(Records for processing Opens)

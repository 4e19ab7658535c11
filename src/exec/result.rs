//! Result types for command execution

use std::io;
use thiserror::Error;

use crate::EXIT_EXEC_FAILURE;

/// How a child process ended
#[derive(Debug)]
pub enum Termination {
    /// The process exited normally with this status
    Exited(i32),
    /// The process could not be started
    FailedToStart(io::Error),
    /// The process was killed by this signal
    KilledBySignal(i32),
    /// Waiting for the process failed, its status is unknown
    WaitFailed(io::Error),
}

impl Termination {
    /// Exit code reported for this termination
    ///
    /// Normal exits report their own status; anything else reports
    /// [`EXIT_EXEC_FAILURE`].
    pub fn exit_code(&self) -> i32 {
        match self {
            Termination::Exited(code) => *code,
            Termination::FailedToStart(_)
            | Termination::KilledBySignal(_)
            | Termination::WaitFailed(_) => EXIT_EXEC_FAILURE,
        }
    }
}

/// Errors from running a command
#[derive(Debug, Error)]
pub enum RunError {
    #[error("failed to start '{command}': {source}")]
    Spawn {
        command: String,
        #[source]
        source: io::Error,
    },

    #[error("'{command}' was terminated by signal {signal}")]
    Signaled { command: String, signal: i32 },

    #[error("failed to wait for '{command}': {source}")]
    Wait {
        command: String,
        #[source]
        source: io::Error,
    },

    #[error("'{command}' exited with status {code}")]
    ExitStatus { command: String, code: i32 },
}

/// Outcome of a single run with its captured output
#[derive(Debug)]
pub struct RunResult {
    pub command: String,
    pub termination: Termination,
    /// Captured stdout, byte for byte
    pub stdout: Vec<u8>,
    /// Captured stderr, byte for byte
    pub stderr: Vec<u8>,
}

impl RunResult {
    pub fn new(command: String, termination: Termination, stdout: Vec<u8>, stderr: Vec<u8>) -> Self {
        Self {
            command,
            termination,
            stdout,
            stderr,
        }
    }

    pub fn exit_code(&self) -> i32 {
        self.termination.exit_code()
    }

    /// Check if the process never started
    pub fn failed_to_start(&self) -> bool {
        matches!(self.termination, Termination::FailedToStart(_))
    }

    /// Error describing an unsuccessful run, `None` for exit status zero
    pub fn into_error(self) -> Option<RunError> {
        let command = self.command;
        match self.termination {
            Termination::Exited(0) => None,
            Termination::Exited(code) => Some(RunError::ExitStatus { command, code }),
            Termination::FailedToStart(source) => Some(RunError::Spawn { command, source }),
            Termination::KilledBySignal(signal) => Some(RunError::Signaled { command, signal }),
            Termination::WaitFailed(source) => Some(RunError::Wait { command, source }),
        }
    }
}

(Records for processing Closes)

**Problem details**
Exactly the lines above from the one with "pub fn into_error(self)" to the one with "Termination::Exited(code) => Some(RunError::ExitStatus", both included, are to be quoted; leave the rest out.

**Response area**
    pub fn into_error(self) -> Option<RunError> {
        let command = self.command;
        match self.termination {
            Termination::Exited(0) => None,
            Termination::Exited(code) => Some(RunError::ExitStatus { command, code }),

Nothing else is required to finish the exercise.